[Saved entries]
'''
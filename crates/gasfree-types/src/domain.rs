//! EIP-712 signing domain of the GasFree controller.

use crate::networks::{resolve_network, NetworkError, NetworksConfig};
use crate::utils::compute_domain_hash;
use crate::Address;
use alloy_primitives::B256;
use serde::{Deserialize, Serialize};

/// Domain name the GasFreeController contract verifies against.
pub const DOMAIN_NAME: &str = "GasFreeController";
/// Domain version the GasFreeController contract verifies against.
pub const DOMAIN_VERSION: &str = "V1.0.0";

/// The signing domain binding a signature to one controller on one chain.
#[derive(Debug, Clone, PartialEq, Eq, Serialize, Deserialize)]
#[serde(rename_all = "camelCase")]
pub struct SigningDomain {
	pub name: String,
	pub version: String,
	pub chain_id: u64,
	pub verifying_contract: Address,
}

impl SigningDomain {
	/// Creates the GasFreeController domain for a chain and contract.
	pub fn new(chain_id: u64, verifying_contract: Address) -> Self {
		Self {
			name: DOMAIN_NAME.to_string(),
			version: DOMAIN_VERSION.to_string(),
			chain_id,
			verifying_contract,
		}
	}

	/// Resolves the domain for a named network.
	pub fn for_network(networks: &NetworksConfig, network: &str) -> Result<Self, NetworkError> {
		let params = resolve_network(networks, network)?;
		Ok(Self::new(params.chain_id, params.verifying_contract))
	}

	/// Replaces the contract and/or chain id with explicit values.
	pub fn with_overrides(mut self, contract: Option<Address>, chain_id: Option<u64>) -> Self {
		if let Some(contract) = contract {
			self.verifying_contract = contract;
		}
		if let Some(chain_id) = chain_id {
			self.chain_id = chain_id;
		}
		self
	}

	/// Computes the domain separator hash.
	pub fn separator(&self) -> B256 {
		compute_domain_hash(
			&self.name,
			&self.version,
			self.chain_id,
			&self.verifying_contract.to_alloy(),
		)
	}
}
'''
Return every line from the one holding "domain separator hash." through the end of the data, exactly as it appears, with both ends kept and nothing else.

Answer box ::
	/// Computes the domain separator hash.
	pub fn separator(&self) -> B256 {
		compute_domain_hash(
			&self.name,
			&self.version,
			self.chain_id,
			&self.verifying_contract.to_alloy(),
		)
	}
}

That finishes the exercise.